Após uns 5 minutos de viagem, talvez pelos sacolejos do ônibus sobre a rodovia então em precárias condições, Salvador puxou a cordinha da campainha para que o motorista parasse o veículo a fim de aliviar os intestinos que reclamavam urgência de emissão compulsória.

Tão logo ouviu o alerta para sinal de parada,  o motorista conferiu pelo espelho quem era o passageiro desinformado do regulamento da empresa de que aquele pequeno ônibus não parava senão nos terminais rodoviários. 

E foi exatamente esta informação que o motorista prestou a Cusarrúim, com cara e modo de poucos amigos. O passageiro, indignado, enfezado, disse em altos brados para o condutor:

 - Pare essa joça, já! Eu preciso fazer uma viagem!Eu tenho que ir pro mato agora mesmo!Eu sabia que isso ia acontecer, por isso é que já me preveni com estes papéis de embrulho lá do bar do Nina.

 - Meu senhor - disse o motorista, olhando Cusarrúim pelo espelho – tenha paciência... eu não posso fazer nada. É ordem da empresa!

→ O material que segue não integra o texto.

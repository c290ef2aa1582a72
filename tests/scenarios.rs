use pathkernel::{
    AdjacencyGraph, Distance, GraphError, SelectionStrategy, SequenceKind, WeightMatrix, classify,
    is_path, is_trail, is_walk, shortest_paths, shortest_paths_with, shortest_unweighted_path,
    tracing_support::init_tracing,
};

/// Seven vertices, 1-indexed in the edge list, 0-indexed in the matrix.
fn seven_vertex_matrix() -> WeightMatrix<u32> {
    let edges = [
        (1, 2, 1),
        (1, 3, 7),
        (1, 4, 6),
        (2, 3, 9),
        (2, 6, 3),
        (3, 7, 1),
        (4, 5, 2),
        (6, 7, 3),
    ];
    WeightMatrix::from_edges(7, edges.map(|(u, v, w)| (u - 1, v - 1, w))).unwrap()
}

fn letter_graph() -> AdjacencyGraph<char> {
    AdjacencyGraph::from_edges([
        ('A', 'B'),
        ('B', 'C'),
        ('C', 'D'),
        ('A', 'D'),
        ('B', 'D'),
        ('C', 'E'),
    ])
}

#[test]
fn seven_vertex_distances() {
    init_tracing();
    let paths = shortest_paths(&seven_vertex_matrix(), 0).unwrap();
    let distances: Vec<_> = paths
        .distances()
        .iter()
        .map(|d| d.finite().unwrap())
        .collect();
    assert_eq!(distances, vec![0, 1, 7, 6, 8, 4, 7]);
    // Vertex 7 is reached through 6 (1 + 3 + 3); the route through 3 costs 8.
    assert_eq!(paths.path_to(6), Some(vec![0, 1, 5, 6]));
    assert_eq!(paths.path_to(2), Some(vec![0, 2]));
}

#[test]
fn seven_vertex_asymmetric_rows() {
    // The 6-7 edge carries weight 3 in one direction and 5 in the other;
    // relaxation reads the row of the vertex being settled.
    let matrix = WeightMatrix::from_rows(vec![
        vec![0, 1, 7, 6, 0, 0, 0],
        vec![1, 0, 9, 0, 0, 3, 0],
        vec![7, 9, 0, 0, 0, 0, 1],
        vec![6, 0, 0, 0, 2, 0, 0],
        vec![0, 0, 0, 2, 0, 0, 0],
        vec![0, 3, 0, 0, 0, 0, 3],
        vec![0, 0, 1, 0, 0, 5, 0],
    ])
    .unwrap();
    for strategy in [SelectionStrategy::Dense, SelectionStrategy::Heap] {
        let paths = shortest_paths_with(&matrix, 0, strategy).unwrap();
        assert_eq!(paths.distance(6), Distance::Finite(7));
        assert_eq!(paths.predecessor(6), Some(5));
    }
}

#[test]
fn unreachable_vertex_is_not_an_error() {
    let matrix = WeightMatrix::from_edges(3, [(0, 1, 4)]).unwrap();
    let paths = shortest_paths(&matrix, 1).unwrap();
    assert_eq!(paths.distance(0), Distance::Finite(4));
    assert_eq!(paths.distance(2), Distance::Infinite);
    assert_eq!(paths.predecessor(2), None);
}

#[test]
fn invalid_source_fails_fast() {
    assert_eq!(
        shortest_paths(&seven_vertex_matrix(), 10).unwrap_err(),
        GraphError::IndexOutOfRange { index: 10, len: 7 }
    );
}

#[test]
fn negative_weight_is_rejected() {
    assert!(matches!(
        WeightMatrix::from_edges(2, [(0, 1, -3)]),
        Err(GraphError::InvalidWeight { from: 0, to: 1, .. })
    ));
}

#[test]
fn walk_that_is_not_a_trail() {
    let graph = letter_graph();
    let seq = ['A', 'B', 'D', 'C', 'D'];
    assert!(is_walk(&graph, &seq));
    assert!(!is_trail(&graph, &seq));
    assert!(!is_path(&graph, &seq));
}

#[test]
fn trail_that_is_also_a_path() {
    let graph = letter_graph();
    let seq = ['A', 'B', 'C', 'D'];
    assert!(is_walk(&graph, &seq));
    assert!(is_trail(&graph, &seq));
    assert!(is_path(&graph, &seq));
    assert_eq!(classify(&graph, &seq), Some(SequenceKind::Path));
}

#[test]
fn bfs_a_to_e_has_three_edges() {
    init_tracing();
    let graph = letter_graph();
    let path = shortest_unweighted_path(&graph, &'A', &'E').unwrap().unwrap();
    assert_eq!(path.len() - 1, 3);
    assert_eq!(path.first(), Some(&'A'));
    assert_eq!(path.last(), Some(&'E'));
    assert!(is_path(&graph, &path));
}

#[test]
fn classification_does_not_depend_on_earlier_calls() {
    let graph = letter_graph();
    let seq = ['C', 'E', 'C'];
    let first = classify(&graph, &seq);
    classify(&graph, &['A', 'B', 'C', 'D']);
    assert_eq!(classify(&graph, &seq), first);
    assert_eq!(first, Some(SequenceKind::Walk));
}
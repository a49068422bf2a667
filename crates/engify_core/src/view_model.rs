use crate::{PositionRef, Rect};

pub const AFFORDANCE_MARGIN: f64 = 10.0;
pub const AFFORDANCE_GAP: f64 = 5.0;

/// What the affordance should currently look like.
#[derive(Debug, Clone, PartialEq, Eq, Default)]
pub struct AffordanceView {
    pub visible: bool,
    pub label: String,
    pub spinner: bool,
    pub anchor: Option<PositionRef>,
}

#[derive(Debug, Clone, PartialEq, Eq, Default)]
pub struct AppViewModel {
    pub phase: crate::Phase,
    pub affordance: AffordanceView,
    pub has_selection: bool,
    pub listeners_attached: bool,
    pub dirty: bool,
}

#[derive(Debug, Clone, Copy, PartialEq, Default)]
pub struct Viewport {
    pub scroll_x: f64,
    pub scroll_y: f64,
}

#[derive(Debug, Clone, Copy, PartialEq)]
pub struct Placement {
    pub top: f64,
    pub left: f64,
    pub above: bool,
}

/// Positions the affordance next to `anchor`, in page coordinates.
///
/// It sits above the anchor unless there is less than `height + AFFORDANCE_MARGIN`
/// of room above it, in which case it flips below.
pub fn place_affordance(anchor: Rect, height: f64, viewport: Viewport) -> Placement {
    let above = anchor.top >= height + AFFORDANCE_MARGIN;
    let top = if above {
        viewport.scroll_y + anchor.top - height - AFFORDANCE_GAP
    } else {
        viewport.scroll_y + anchor.bottom() + AFFORDANCE_GAP
    };
    Placement {
        top,
        left: viewport.scroll_x + anchor.left,
        above,
    }
}
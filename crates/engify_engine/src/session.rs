use std::collections::VecDeque;
use std::thread;
use std::time::{Duration, Instant};

use engify_core::dom::{DomView, SelectionSource};
use engify_core::{
    extract_context, place_affordance, replace_selection, update, AppState, BackgroundReply,
    ContextSettings, Document, Effect, Evaluation, InteractionTarget, Msg, OrchestratorSettings,
    Placement, PositionRef, RelayOutcome, SelectionListeners, SelectionTracker, TrackerSettings,
    Viewport,
};
use engify_logging::{engify_debug, engify_info, engify_warn};

use crate::engine::{background_reply, no_responder, relay_outcome};
use crate::{RelayEvent, RelayHandle};

const POLL_INTERVAL: Duration = Duration::from_millis(10);

#[derive(Debug, Clone, Default)]
pub struct SessionSettings {
    pub tracker: TrackerSettings,
    pub context: ContextSettings,
    pub orchestrator: OrchestratorSettings,
}

/// One page with the assistant attached: owns the document, the orchestrator
/// state and the background relay caller, and executes effects.
pub struct PageSession {
    document: Document,
    state: AppState,
    tracker: SelectionTracker,
    listeners: SelectionListeners,
    context: ContextSettings,
    relay: RelayHandle,
    hide_timers: Vec<(Instant, u64)>,
    viewport: Viewport,
}

impl PageSession {
    pub fn new(document: Document, relay: RelayHandle) -> Self {
        Self::with_settings(document, relay, SessionSettings::default())
    }

    pub fn with_settings(document: Document, relay: RelayHandle, settings: SessionSettings) -> Self {
        let mut session = Self {
            document,
            state: AppState::with_settings(settings.orchestrator),
            tracker: SelectionTracker::new(settings.tracker),
            listeners: SelectionListeners::default(),
            context: settings.context,
            relay,
            hide_timers: Vec::new(),
            viewport: Viewport::default(),
        };
        session.dispatch(Instant::now(), Msg::Attached);
        session
    }

    pub fn document(&self) -> &Document {
        &self.document
    }

    pub fn document_mut(&mut self) -> &mut Document {
        &mut self.document
    }

    pub fn state(&self) -> &AppState {
        &self.state
    }

    pub fn set_viewport(&mut self, viewport: Viewport) {
        self.viewport = viewport;
    }

    /// Pointer-up or key-up on the page or on the affordance.
    pub fn interaction(&mut self, now: Instant, target: InteractionTarget) {
        if self.listeners.is_attached() {
            self.tracker.on_interaction(now, target);
        }
    }

    /// Pointer pressed on the affordance.
    pub fn activate(&mut self, now: Instant) {
        self.dispatch(now, Msg::AffordanceActivated);
    }

    pub fn pointer_down_outside(&mut self, now: Instant) {
        self.dispatch(now, Msg::PointerDownOutside);
    }

    /// Page is going away: drop the selection and unsubscribe.
    pub fn detach(&mut self, now: Instant) {
        self.dispatch(now, Msg::Detached);
    }

    pub fn set_hidden(&mut self, now: Instant, hidden: bool) {
        self.dispatch(now, Msg::VisibilityChanged { hidden });
    }

    /// Fires due timers and drains relay events.
    pub fn tick(&mut self, now: Instant) {
        if let Some(evaluation) = self.tracker.poll(now, &self.document) {
            if let Evaluation::Captured(descriptor) = &evaluation {
                engify_debug!(
                    "Selection captured: {} chars in element {}",
                    descriptor.text().chars().count(),
                    descriptor.element()
                );
            }
            self.dispatch(now, Msg::SelectionChanged(evaluation.into_descriptor()));
        }

        let (due, pending): (Vec<_>, Vec<_>) = std::mem::take(&mut self.hide_timers)
            .into_iter()
            .partition(|(deadline, _)| *deadline <= now);
        self.hide_timers = pending;
        for (_, generation) in due {
            self.dispatch(now, Msg::HideTimerElapsed { generation });
        }

        while let Some(event) = self.relay.try_recv() {
            let msg = match event {
                RelayEvent::Status { status, .. } => Msg::StatusUpdated(status),
                RelayEvent::Completed { request_id, result } => {
                    let outcome = relay_outcome(result);
                    let status = outcome.as_ref().and_then(RelayOutcome::http_status_hint);
                    if let Some(status) = status {
                        engify_warn!("Request {} ended with relay status {}", request_id, status);
                    }
                    Msg::RelayReplied {
                        request_id,
                        reply: BackgroundReply::into_relay_reply(
                            outcome.map(BackgroundReply::from),
                        ),
                    }
                }
            };
            self.dispatch(now, msg);
        }
    }

    /// Earliest pending debounce or hide deadline.
    pub fn next_deadline(&self) -> Option<Instant> {
        self.hide_timers
            .iter()
            .map(|(deadline, _)| *deadline)
            .chain(self.tracker.deadline())
            .min()
    }

    /// Ticks until no request is in flight, or `timeout` passes.
    pub fn wait_until_settled(&mut self, timeout: Duration) -> bool {
        let give_up = Instant::now() + timeout;
        loop {
            self.tick(Instant::now());
            if !self.state.phase().is_in_flight() {
                return true;
            }
            if Instant::now() >= give_up {
                return false;
            }
            thread::sleep(POLL_INTERVAL);
        }
    }

    /// Where the affordance goes for its current anchor, in page coordinates.
    pub fn affordance_placement(&self, height: f64) -> Option<Placement> {
        let view = self.state.view();
        if !view.affordance.visible {
            return None;
        }
        let anchor = match view.affordance.anchor? {
            PositionRef::Element(node) => self.document.bounding_box_of(node)?,
            PositionRef::Range(range) => self.document.range_bounding_box(&range)?,
        };
        Some(place_affordance(anchor, height, self.viewport))
    }

    pub fn dispatch(&mut self, now: Instant, msg: Msg) {
        let mut queue = VecDeque::from([msg]);
        while let Some(msg) = queue.pop_front() {
            let state = std::mem::take(&mut self.state);
            let (state, effects) = update(state, msg);
            self.state = state;
            for effect in effects {
                if let Some(follow_up) = self.run_effect(now, effect) {
                    queue.push_back(follow_up);
                }
            }
        }
    }

    fn run_effect(&mut self, now: Instant, effect: Effect) -> Option<Msg> {
        match effect {
            Effect::ExtractContext {
                request_id,
                element,
            } => {
                let context = extract_context(&self.document, element, &self.context);
                engify_debug!(
                    "Context for request {}: {:?} chars",
                    request_id,
                    context.as_ref().map(|text| text.chars().count())
                );
                Some(Msg::ContextReady {
                    request_id,
                    context,
                })
            }
            Effect::CallRelay(call) => {
                let request_id = call.request_id;
                if self.relay.enqueue(call) {
                    None
                } else {
                    Some(Msg::RelayReplied {
                        request_id,
                        reply: BackgroundReply::into_relay_reply(background_reply(Err(
                            no_responder(),
                        ))),
                    })
                }
            }
            Effect::ReplaceSelection {
                request_id,
                descriptor,
                text,
            } => {
                let outcome = replace_selection(&mut self.document, &descriptor, &text);
                engify_info!("Request {} replace outcome: {:?}", request_id, outcome);
                Some(Msg::ReplaceFinished {
                    request_id,
                    outcome,
                })
            }
            Effect::ScheduleHide { generation, after } => {
                self.hide_timers.push((now + after, generation));
                None
            }
            Effect::AttachSelectionListeners => {
                self.listeners.attach(&mut self.document);
                None
            }
            Effect::DetachSelectionListeners => {
                self.listeners.detach(&mut self.document);
                self.tracker.cancel();
                None
            }
        }
    }
}
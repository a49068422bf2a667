//! Engify engine: relay calls, settings persistence, page loading and effect execution.
mod engine;
mod html_dom;
mod relay_client;
mod session;
mod settings;
mod types;

pub use engine::{background_reply, relay_outcome, RelayHandle};
pub use html_dom::{element_by_id, load_document, select_text};
pub use relay_client::{
    CredentialSource, RelayClient, RelaySettings, RelayTransport, ReqwestTransport, StatusSink,
    UNEXPECTED_RESPONSE_FORMAT,
};
pub use session::{PageSession, SessionSettings};
pub use settings::{SettingsError, SettingsStore, UserSettings, SETTINGS_FILENAME};
pub use types::{CallError, FailureKind, RelayEvent};
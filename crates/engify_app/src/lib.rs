//! Command-line page host for the Engify assistant.
mod enhance;

pub use enhance::{enhance_page, EnhanceOptions, EnhanceOutcome};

Mas um argumento silencioso, porém convincente, fez com que motorista mudasse de idéia, ao conferir no retrovisor um enorme parabelo  de cano longo apontado em sua direção. 

Parou o coletivo tentando recobrar a calma . O motorista dominou o carro, mas ante o perigo não conseguiu frear  a própria barriga, que o traiu em pleno exercício de condutor : um odor característico obrigou alguns passageiros a abrir as janelas para que o vento aliviasse um pouco a atmosfera carregada.

A esta altura, o passageiro Cusarrúim, a passos largos foi abrindo com as botas as moitas de arranha-gato, seguido de perto pelo motorista , com quem repartiu o papel de embrulho  que prevenidamente apanhara no Bar do Ponto para aquela serventia.

Só que, literalmente enfezado, Salvador não retornou ao micro-ônibus para a conclusão da viagem que julgara abreviada. De lá do mato exclamou alto e bom tom:

- Pode tocar essa desgraça! Deixe-me aqui que eu acabo de chegar a pé ! E nunca mais vou entrar nesse filhote de jardineira.